Task directions: From the data below, copy out every line in which the word "Option" occurs.

───── Task input

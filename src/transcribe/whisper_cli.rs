use async_trait::async_trait;
use serde::Deserialize;
use std::path::Path;
use std::time::Duration;
use tracing::info;

use super::Transcriber;
use crate::config::TranscriberConfig;
use crate::error::{DublineError, Result};
use crate::media::MediaCommand;
use crate::segment::{Segment, Transcript};

/// Whisper CLI JSON output format
#[derive(Debug, Clone, Deserialize)]
pub struct WhisperOutput {
    #[serde(default)]
    pub text: String,
    pub segments: Vec<WhisperSegment>,
    pub language: Option<String>,
}

/// Whisper CLI segment format; only the fields the pipeline uses
#[derive(Debug, Clone, Deserialize)]
pub struct WhisperSegment {
    pub start: f64,
    pub end: f64,
    pub text: String,
}

impl From<WhisperOutput> for Transcript {
    fn from(output: WhisperOutput) -> Self {
        let segments = output
            .segments
            .into_iter()
            .map(|seg| Segment::new(seg.start, seg.end, seg.text))
            .collect();
        Transcript::normalized(output.language, segments)
    }
}

/// Runs `whisper <audio> --model <size> --output_format json` in a scratch directory
pub struct WhisperCliTranscriber {
    config: TranscriberConfig,
}

impl WhisperCliTranscriber {
    pub fn new(config: TranscriberConfig) -> Self {
        Self { config }
    }

    pub fn parse_output(json_content: &str) -> Result<Transcript> {
        let output: WhisperOutput = serde_json::from_str(json_content)
            .map_err(|e| DublineError::Transcription(format!("Failed to parse whisper JSON: {}", e)))?;
        Ok(output.into())
    }
}

#[async_trait]
impl Transcriber for WhisperCliTranscriber {
    async fn transcribe(&self, audio_path: &Path) -> Result<Transcript> {
        info!(
            "Transcribing {} with whisper model '{}'",
            audio_path.display(),
            self.config.model
        );

        if !audio_path.is_file() {
            return Err(DublineError::Transcription(format!(
                "audio file not found: {}",
                audio_path.display()
            )));
        }

        let temp_dir = tempfile::tempdir().map_err(|e| {
            DublineError::Transcription(format!("Failed to create temp directory: {}", e))
        })?;
        let output_dir = temp_dir.path();

        let mut cmd = MediaCommand::new(&self.config.binary_path, "Whisper transcription")
            .path(audio_path)
            .arg("--model")
            .arg(&self.config.model)
            .arg("--output_dir")
            .path(output_dir)
            .arg("--output_format")
            .arg("json")
            .arg("--verbose")
            .arg("False");

        if let Some(lang) = &self.config.language {
            cmd = cmd.arg("--language").arg(lang);
        }

        cmd.execute(Duration::from_secs(self.config.timeout_secs))
            .await
            .map_err(|e| e.into_stage_error(DublineError::Transcription))?;

        let audio_stem = audio_path
            .file_stem()
            .ok_or_else(|| DublineError::Transcription("Invalid audio filename".to_string()))?;
        let json_file = output_dir.join(format!("{}.json", audio_stem.to_string_lossy()));

        let json_content = tokio::fs::read_to_string(&json_file).await.map_err(|e| {
            DublineError::Transcription(format!("Failed to read whisper output: {}", e))
        })?;

        let transcript = Self::parse_output(&json_content)?;
        info!(
            "Transcription produced {} segments (language: {})",
            transcript.len(),
            transcript.language.as_deref().unwrap_or("unknown")
        );
        Ok(transcript)
    }
}
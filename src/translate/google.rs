use async_trait::async_trait;
use reqwest::Client;
use serde_json::Value;
use std::time::Duration;
use tracing::debug;

use super::SegmentTranslator;
use crate::config::TranslateConfig;
use crate::error::{DublineError, Result};

/// Google Translate through the public `translate_a/single` endpoint
pub struct GoogleTranslator {
    client: Client,
    endpoint: String,
}

impl GoogleTranslator {
    pub fn new(config: &TranslateConfig) -> Result<Self> {
        let client = Client::builder()
            .timeout(Duration::from_secs(config.timeout_secs))
            .build()?;

        Ok(Self {
            client,
            endpoint: config.google_endpoint.trim_end_matches('/').to_string(),
        })
    }

    /// The response is a nested array; sentence chunks live in `[0][i][0]`.
    pub fn parse_response(body: &Value) -> Result<String> {
        let chunks = body
            .get(0)
            .and_then(Value::as_array)
            .ok_or_else(|| DublineError::translation("unexpected response shape from Google Translate"))?;

        let text: String = chunks
            .iter()
            .filter_map(|chunk| chunk.get(0).and_then(Value::as_str))
            .collect();

        if text.trim().is_empty() {
            return Err(DublineError::translation("Empty translation received"));
        }
        Ok(text.trim().to_string())
    }
}

#[async_trait]
impl SegmentTranslator for GoogleTranslator {
    async fn translate(&self, text: &str, target_language: &str) -> Result<String> {
        let url = format!("{}/translate_a/single", self.endpoint);
        debug!("Sending translation request to: {}", url);

        let response = self
            .client
            .get(&url)
            .query(&[
                ("client", "gtx"),
                ("sl", "auto"),
                ("tl", target_language),
                ("dt", "t"),
                ("q", text),
            ])
            .send()
            .await
            .map_err(|e| {
                let message = format!("HTTP request failed: {}", e);
                if e.is_timeout() || e.is_connect() {
                    DublineError::translation_unavailable(message)
                } else {
                    DublineError::translation(message)
                }
            })?;

        let status = response.status();
        if !status.is_success() {
            let error_text = response.text().await.unwrap_or_default();
            let message = format!("Google Translate error {} for language '{}': {}", status, target_language, error_text);
            return Err(if status.is_server_error() || status.as_u16() == 429 {
                DublineError::translation_unavailable(message)
            } else {
                DublineError::translation(message)
            });
        }

        let body: Value = response
            .json()
            .await
            .map_err(|e| DublineError::translation(format!("Failed to parse response: {}", e)))?;

        Self::parse_response(&body)
    }
}
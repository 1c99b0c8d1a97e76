// Speech transcription
//
// - whisper_cli: OpenAI Whisper command-line implementation (JSON output)
//
// The model is loaded by the CLI on every invocation; nothing is cached
// between requests.

pub mod whisper_cli;

use async_trait::async_trait;
use std::path::Path;

use crate::config::TranscriberConfig;
use crate::error::Result;
use crate::segment::Transcript;

pub use whisper_cli::WhisperCliTranscriber;

/// Converts an audio file into ordered, timestamped source-language segments
#[async_trait]
pub trait Transcriber: Send + Sync {
    async fn transcribe(&self, audio_path: &Path) -> Result<Transcript>;
}

/// Factory for creating transcriber instances
pub struct TranscriberFactory;

impl TranscriberFactory {
    pub fn create_default(config: TranscriberConfig) -> Box<dyn Transcriber> {
        Box::new(WhisperCliTranscriber::new(config))
    }
}
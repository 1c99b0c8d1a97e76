// HTTP API
//
// POST /translate and POST /summarize queue background jobs and answer 202;
// GET /jobs/:id reports progress.

pub mod handlers;
pub mod state;

use axum::routing::{get, post};
use axum::Router;
use std::sync::Arc;
use std::time::Duration;
use tokio::net::TcpListener;
use tower_http::cors::{Any, CorsLayer};
use tower_http::trace::{DefaultMakeSpan, DefaultOnResponse, TraceLayer};
use tracing::{info, warn, Level};

use crate::config::Config;
use crate::error::Result;
use crate::jobs::{InMemoryJobRepository, JobQueue, JobRepository, JobRunner, JobWorker};
use crate::notify::{Mailer, Notifier};
use crate::pipeline::Pipeline;
use crate::store::SqliteRequestStore;
use crate::summarize::Summarizer;
use crate::workspace::prune_stale_runs;

pub use handlers::{health_handler, job_status_handler, summarize_handler, translate_handler};
pub use state::AppState;

/// Run directories older than this are removed at startup
const STALE_RUN_AGE: Duration = Duration::from_secs(7 * 24 * 60 * 60);

pub fn create_router(state: AppState) -> Router {
    let cors = CorsLayer::new()
        .allow_origin(Any)
        .allow_methods(Any)
        .allow_headers(Any);

    let trace_layer = TraceLayer::new_for_http()
        .make_span_with(DefaultMakeSpan::new().level(Level::INFO))
        .on_response(DefaultOnResponse::new().level(Level::INFO));

    Router::new()
        .route("/health", get(health_handler))
        .route("/translate", post(translate_handler))
        .route("/summarize", post(summarize_handler))
        .route("/jobs/:id", get(job_status_handler))
        .layer(trace_layer)
        .layer(cors)
        .with_state(state)
}

/// Start the worker and serve the API until the process is stopped.
pub async fn serve(config: Config) -> Result<()> {
    let store = SqliteRequestStore::new(&config.store.path)?;
    store.initialize()?;

    let pipeline = Arc::new(Pipeline::from_config(&config)?);
    match pipeline.check_dependencies().await {
        Ok(versions) => {
            for version in versions {
                info!("Found {}", version);
            }
        }
        Err(e) => warn!("Dependency check failed, jobs may fail: {}", e),
    }

    let summarizer = Arc::new(Summarizer::from_config(&config)?);
    match summarizer.check_dependencies().await {
        Ok(versions) => {
            for version in versions {
                info!("Found {}", version);
            }
        }
        Err(e) => warn!("Summary dependency check failed, summary jobs may fail: {}", e),
    }

    match prune_stale_runs(&config.workspace.root, STALE_RUN_AGE) {
        Ok(0) => {}
        Ok(removed) => info!("Removed {} stale run directories", removed),
        Err(e) => warn!("Failed to prune stale runs: {}", e),
    }

    let notifier: Option<Arc<dyn Notifier>> = if config.mail.enabled {
        Some(Arc::new(Mailer::new(config.mail.clone())?))
    } else {
        info!("Mail delivery disabled");
        None
    };

    let repository: Arc<dyn JobRepository> = Arc::new(InMemoryJobRepository::with_retention(
        Duration::from_secs(config.server.job_retention_secs),
        config.server.max_finished_jobs,
    ));
    let (queue, receiver) = JobQueue::channel(config.server.queue_capacity, Arc::clone(&repository));

    let runner = JobRunner {
        pipeline: Arc::clone(&pipeline),
        summarizer,
        repository,
        notifier,
        workspace_root: config.workspace.root.clone(),
        keep_artifacts: config.workspace.keep_artifacts,
    };
    let worker = JobWorker::new(receiver, runner, config.server.max_concurrent_jobs);
    tokio::spawn(worker.run());

    let router = create_router(AppState {
        queue,
        store,
        pipeline,
    });

    let addr = format!("{}:{}", config.server.host, config.server.port);
    let listener = TcpListener::bind(&addr).await?;
    info!("Listening on http://{}", addr);
    axum::serve(listener, router).await?;
    Ok(())
}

──────────

Expected answer:
    pub language: Option<String>,
    let notifier: Option<Arc<dyn Notifier>> = if config.mail.enabled {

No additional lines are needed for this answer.